Psilocybin Alters Claustrum Activity in the Human Brain

American scientists have discovered that taking psilocybin changes the activity of the claustrum—a small, bilateral sheet of gray matter adjacent to the inner layers of the cerebral cortex. Along with this, changes were also observed in its functional connections with other brain regions: the auditory cortex, the default mode network, and areas responsible for cognitive functions. According to the researchers, the claustrum may serve as a “command center” for psilocybin’s effects on the brain and its therapeutic potential, as reported in NeuroImage.

In recent years, scientists have devoted significant attention to studying psilocybin (the active component in hallucinogenic mushrooms) as a potential treatment for affective disorders. In 2016, researchers demonstrated that the psychedelic helps with severe depression, and in 2018, psilocybin therapy received “breakthrough” status from the FDA. However, exactly how psilocybin affects the brain remains unclear. It is well established that, at the neurotransmitter level, it acts on serotonin receptors (mainly 5-HT2A), but its effects on brain activity and functional connectivity are less obvious, even though studies show that psilocybin alters activity in the anterior cingulate and prefrontal cortex in patients with depression.

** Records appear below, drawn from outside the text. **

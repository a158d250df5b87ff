pub mod schedule;

pub use schedule::{ReturnFlightReport, Schedule};

#[cfg(test)]
mod tests {
    pub mod utils;

    mod add;
    mod cargo;
    mod complete;
    mod proptests;
    mod queries;
    mod returns;
}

Frederick Barrett from the Johns Hopkins University School of Medicine hypothesized that there is a kind of command center for these changes in brain activity—a region that psilocybin primarily affects, which then influences other areas. To test this, the team conducted an fMRI experiment with 15 volunteers, all of whom had previously participated in similar psychedelic studies. The authors also noted that all participants had many years of meditation experience, but none reported meditating during the experiment itself.

The scanning was conducted in two stages: during the first, participants took psilocybin (at a dose of 10 milligrams per 70 kilograms of body weight), and during the second, they received a placebo. All substances were administered under identical conditions—participants wore eye masks and headphones while lying on a gurney. After an hour and forty minutes, they were taken to the MRI scanner, where their brain activity was measured at rest. Six hours after taking the drug or placebo, participants also completed questionnaires about their mental state.

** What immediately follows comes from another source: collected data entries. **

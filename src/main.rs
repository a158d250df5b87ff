use airfreight::cargo::{Cargo, CargoId};
use airfreight::scenario::Scenario;
use airfreight::{Flight, FlightStatus, Schedule, Time};
use clap::Parser;
use colored::Colorize;
use rustyline::completion::{Completer, Pair};
use rustyline::error::ReadlineError;
use rustyline::{Context, Editor, Helper, Highlighter, Hinter, Validator};
use std::collections::HashMap;
use std::fmt::Display;
use std::io::Write;
use std::path::PathBuf;
use std::process::{Command, Stdio};
use tabled::settings::Style;
use tabled::Tabled;

#[derive(Parser)]
struct Args {
    /// Path to the JSON scenario file
    #[arg(short, long, value_name = "FILE", default_value = "data/default.json")]
    scenario: PathBuf,

    /// Minutes between arrival and return departure, overrides the scenario
    #[arg(short, long, value_name = "MIN")]
    turnaround: Option<u64>,

    /// Log filter, e.g. `info` or `airfreight=debug`
    #[arg(long, value_name = "FILTER", default_value = "warn")]
    log_level: String,
}

#[derive(Helper, Hinter, Highlighter, Validator)]
pub struct CompleteHelper {
    pub commands: Vec<String>,
}

impl Completer for CompleteHelper {
    type Candidate = Pair;

    fn complete(&self, line: &str, _pos: usize, _ctx: &Context<'_>) -> rustyline::Result<(usize, Vec<Pair>)> {
        let candidates = self
            .commands
            .iter()
            .filter(|cmd| cmd.starts_with(line))
            .map(|cmd| Pair {
                display: cmd.clone(),
                replacement: format!("{} ", cmd),
            })
            .collect();
        Ok((0, candidates))
    }
}

#[derive(Tabled)]
struct CargoRow {
    number: CargoId,
    mass: f64,
    route: String,
    location: String,
    deadline: String,
}

impl From<&Cargo> for CargoRow {
    fn from(cargo: &Cargo) -> Self {
        CargoRow {
            number: cargo.number().clone(),
            mass: cargo.mass(),
            route: format!("{} -> {}", cargo.departure_id(), cargo.destination_id()),
            location: cargo.current_id().to_string(),
            deadline: cargo.deadline().map(|t| t.to_string()).unwrap_or_default(),
        }
    }
}

fn paginate(content: String) {
    let pager = Command::new("less")
        .arg("-R")
        .stdin(Stdio::piped())
        .spawn()
        // Fallback to 'more' if 'less' isn't available
        .or_else(|_| Command::new("more").stdin(Stdio::piped()).spawn());

    let Ok(mut pager) = pager else {
        println!("{}", content);
        return;
    };
    if let Some(mut stdin) = pager.stdin.take() {
        if let Err(e) = stdin.write_all(content.as_bytes()) {
            // Broken pipe is common if the user quits the pager early
            if e.kind() != std::io::ErrorKind::BrokenPipe {
                eprintln!("Error writing to pager: {}", e);
            }
        }
    }
    // Wait for the user to close the pager before returning to the ">> " prompt
    let _ = pager.wait();
}

fn print_table<T: Tabled>(rows: &[T]) {
    if rows.is_empty() {
        println!("Nothing to show.");
        return;
    }
    let mut table = tabled::Table::new(rows);
    table.with(Style::rounded());
    table.with(tabled::settings::Alignment::left());
    if rows.len() > 20 {
        paginate(table.to_string());
    } else {
        println!("{}", table);
    }
}

fn report<T>(result: airfreight::Result<T>, success: impl Display) {
    match result {
        Ok(_) => println!("{}", success.to_string().green()),
        Err(e) => println!("{} {}", format!("[{:?}]", e.code()).red(), e),
    }
}

fn minutes(arg: Option<&&str>) -> Option<Time> {
    arg.and_then(|s| s.parse::<u64>().ok()).map(Time)
}

fn load(schedule: &mut Schedule, pool: &HashMap<CargoId, Cargo>, flight_id: &str, cargo_id: &str) -> airfreight::Result<()> {
    let cargo = pool
        .get(cargo_id)
        .cloned()
        .ok_or_else(|| airfreight::Error::NotFound(format!("cargo {}", cargo_id)))?;
    schedule.add_cargo(flight_id, cargo)
}

fn add_flight(schedule: &mut Schedule, parts: &[&str]) -> airfreight::Result<()> {
    let (Some(dep), Some(arr)) = (minutes(parts.get(4)), minutes(parts.get(5))) else {
        return Err(airfreight::Error::InvalidArgument(
            "departure and arrival are minutes".to_string(),
        ));
    };
    let flight = Flight::new(parts[1], parts[2], parts[3], dep, arr, parts[6])?;
    schedule.add_flight(flight)
}

fn main() -> Result<(), Box<dyn std::error::Error>> {
    let args = Args::parse();

    tracing_subscriber::fmt()
        .with_target(false)
        .with_env_filter(
            tracing_subscriber::EnvFilter::try_from_default_env()
                .unwrap_or_else(|_| tracing_subscriber::EnvFilter::new(&args.log_level)),
        )
        .init();

    let Scenario {
        mut schedule,
        cargo: mut pool,
    } = Scenario::load_from_file(&args.scenario)?;
    if let Some(turnaround) = args.turnaround {
        schedule.set_turnaround(turnaround);
    }
    println!(
        "Dispatch online. Loaded {} flights and {} aircraft from {}",
        schedule.len(),
        schedule.fleet().len(),
        args.scenario.display()
    );

    let config = rustyline::Config::builder()
        .history_ignore_space(true)
        .completion_type(rustyline::CompletionType::List)
        .build();

    let helper = CompleteHelper {
        commands: [
            "ls", "fleet", "cargo", "aircraft", "flight", "load", "unload", "complete", "return",
            "returns", "check", "dump", "help", "exit",
        ]
        .iter()
        .map(|s| s.to_string())
        .collect(),
    };

    let mut rl = Editor::with_config(config)?;
    rl.set_helper(Some(helper));

    loop {
        let readline = rl.readline(">> ");
        match readline {
            Ok(line) => {
                let trimmed = line.trim();
                if trimmed.is_empty() { continue; }

                rl.add_history_entry(trimmed)?;

                let parts: Vec<&str> = trimmed.split_whitespace().collect();
                match parts[0] {
                    "ls" => {
                        let sub = parts.get(1).copied().unwrap_or("a");
                        let flights: Vec<&Flight> = schedule
                            .flights()
                            .iter()
                            .filter(|f| match sub {
                                "s" | "scheduled" => f.status() == FlightStatus::Scheduled,
                                "c" | "completed" => f.status() == FlightStatus::Completed,
                                _ => true, // 'ls' or 'ls a'
                            })
                            .collect();
                        print_table(&flights);
                    },
                    "fleet" => print_table(&schedule.fleet().snapshot()),
                    "cargo" => {
                        let mut rows: Vec<CargoRow> = pool.values().map(CargoRow::from).collect();
                        rows.sort_by(|a, b| a.number.cmp(&b.number));
                        print_table(&rows);
                    },
                    "aircraft" => {
                        match (parts.get(1), parts.get(2).and_then(|c| c.parse::<f64>().ok())) {
                            (Some(id), Some(capacity)) => report(
                                airfreight::Aircraft::new(id, capacity)
                                    .and_then(|a| schedule.register_aircraft(a)),
                                format!("Registered aircraft {}", id),
                            ),
                            _ => println!("Usage: aircraft <id> <capacity>"),
                        }
                    },
                    "flight" => {
                        if parts.len() == 7 {
                            report(add_flight(&mut schedule, &parts), format!("Scheduled flight {}", parts[1]));
                        } else {
                            println!("Usage: flight <id> <origin> <destination> <departure> <arrival> <aircraft>");
                        }
                    },
                    "load" => {
                        if let (Some(flight_id), Some(cargo_id)) = (parts.get(1), parts.get(2)) {
                            report(
                                load(&mut schedule, &pool, flight_id, cargo_id),
                                format!("Loaded {} onto {}", cargo_id, flight_id),
                            );
                        } else {
                            println!("Usage: load <flight> <cargo>");
                        }
                    },
                    "unload" => {
                        if let (Some(flight_id), Some(cargo_id)) = (parts.get(1), parts.get(2)) {
                            report(
                                schedule.remove_cargo(flight_id, cargo_id),
                                format!("Unloaded {} from {}", cargo_id, flight_id),
                            );
                        } else {
                            println!("Usage: unload <flight> <cargo>");
                        }
                    },
                    "complete" => {
                        if let Some(flight_id) = parts.get(1) {
                            let result = schedule.complete_flight(flight_id);
                            if result.is_ok() {
                                // Delivered cargo now sits at the destination.
                                if let Some(flight) = schedule.find_flight(flight_id) {
                                    for c in flight.manifest() {
                                        pool.insert(c.number().clone(), c.clone());
                                    }
                                }
                            }
                            report(result, format!("Completed flight {}", flight_id));
                        } else {
                            println!("Usage: complete <flight>");
                        }
                    },
                    "return" => {
                        if let Some(flight_id) = parts.get(1) {
                            match schedule.add_return_flight(flight_id) {
                                Ok(id) => println!("{}", format!("Added return flight {}", id).green()),
                                Err(e) => report::<()>(Err(e), ""),
                            }
                        } else {
                            println!("Usage: return <flight>");
                        }
                    },
                    "returns" => {
                        let outcome = schedule.add_return_flights();
                        println!("{}", format!("Added {} return flights.", outcome.added.len()).green());
                        for (id, e) in outcome.rejected {
                            println!("{} {}: {}", "rejected".yellow(), id, e);
                        }
                    },
                    "check" => {
                        let errors = schedule.validation_errors();
                        if errors.is_empty() {
                            println!("{}", "Schedule is consistent.".green());
                        }
                        for e in errors {
                            println!("{}", e.red());
                        }
                        for id in schedule.overworked_aircraft() {
                            println!("{} aircraft {} exceeds {} flight minutes on a day", "overworked".yellow(), id, schedule.config().max_daily_flight_time);
                        }
                        if let Some(now) = minutes(parts.get(1)) {
                            for (flight_id, c) in schedule.overdue_cargo(now) {
                                println!("{} {} on flight {}", "overdue".yellow(), c, flight_id);
                            }
                        }
                    },
                    "dump" => paginate(schedule.to_json()?),
                    "help" | "?" => {
                        println!("\nAvailable Commands:");
                        println!("  ls [status]                    - List flights, filter by status: s - scheduled, c - completed");
                        println!("  fleet                          - List aircraft with their current load");
                        println!("  cargo                          - List the cargo pool");
                        println!("  aircraft <id> <kg>             - Register an aircraft");
                        println!("  flight <id> <o> <d> <m> <m> <ac> - Schedule a flight departing and arriving at minutes <m>");
                        println!("  load <flight> <cargo>          - Load cargo from the pool onto a flight");
                        println!("  unload <flight> <cargo>        - Take cargo off a flight");
                        println!("  complete <flight>              - Complete a flight and offload its aircraft");
                        println!("  return <flight>                - Schedule the return leg of a flight");
                        println!("  returns                        - Schedule return legs for every active flight");
                        println!("  check [minute]                 - Validate the schedule, report overdue cargo at <minute>");
                        println!("  dump                           - Show the schedule as JSON");
                        println!("  help / ?                       - Show this help menu");
                        println!("  exit / quit                    - Exit\n");
                    },
                    "exit" | "quit" => break,
                    _ => println!("Unknown command: {}", parts[0]),
                }
            },
            Err(ReadlineError::Interrupted) => {
                println!("CTRL-C");
                break;
            },
            Err(ReadlineError::Eof) => {
                println!("CTRL-D");
                break;
            },
            Err(err) => {
                println!("Error: {:?}", err);
                break;
            }
        }
    }
    Ok(())
}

The researchers found that, compared to placebo, psilocybin significantly (p < 0.05) reduced the amplitude of low-frequency fluctuations in the claustrum—a small, bilateral sheet of gray matter adjacent to the inner cortex and connected by neural pathways to various brain regions. Under psilocybin, there was also a weakened functional connection between the right claustrum and the auditory cortex (p < 0.001) and the default mode network (p < 0.0001), as well as a strengthened connection with the frontotemporal network responsible for cognitive control (p < 0.001). The functional connection between the left claustrum and the frontotemporal network was also increased (p < 0.0001). In the questionnaires, participants reported increased feelings of happiness, loss of time perception, and other psychological effects typical of psychedelics when compared to placebo.

The authors clarified that the observed changes in brain activity were specific to the claustrum: similar changes in functional connectivity were not found in other regions such as the insula or putamen. It appears that the claustrum is a key structure for psilocybin’s action on the brain, and its regulation of other structures may explain the drug’s therapeutic effects. However, the researchers caution that the sample had limitations: all participants were over 50 years old and had many years of meditation experience, so the findings may not be generalizable to the broader population.

While the question of how psilocybin and other psychedelics work in affective disorders remains open, scientists suggest a comprehensive approach. Recently, British researchers introduced a new neuroimaging method that combines analysis of neuronal and neurotransmitter activity, which has helped clarify how psychedelics affect the brain.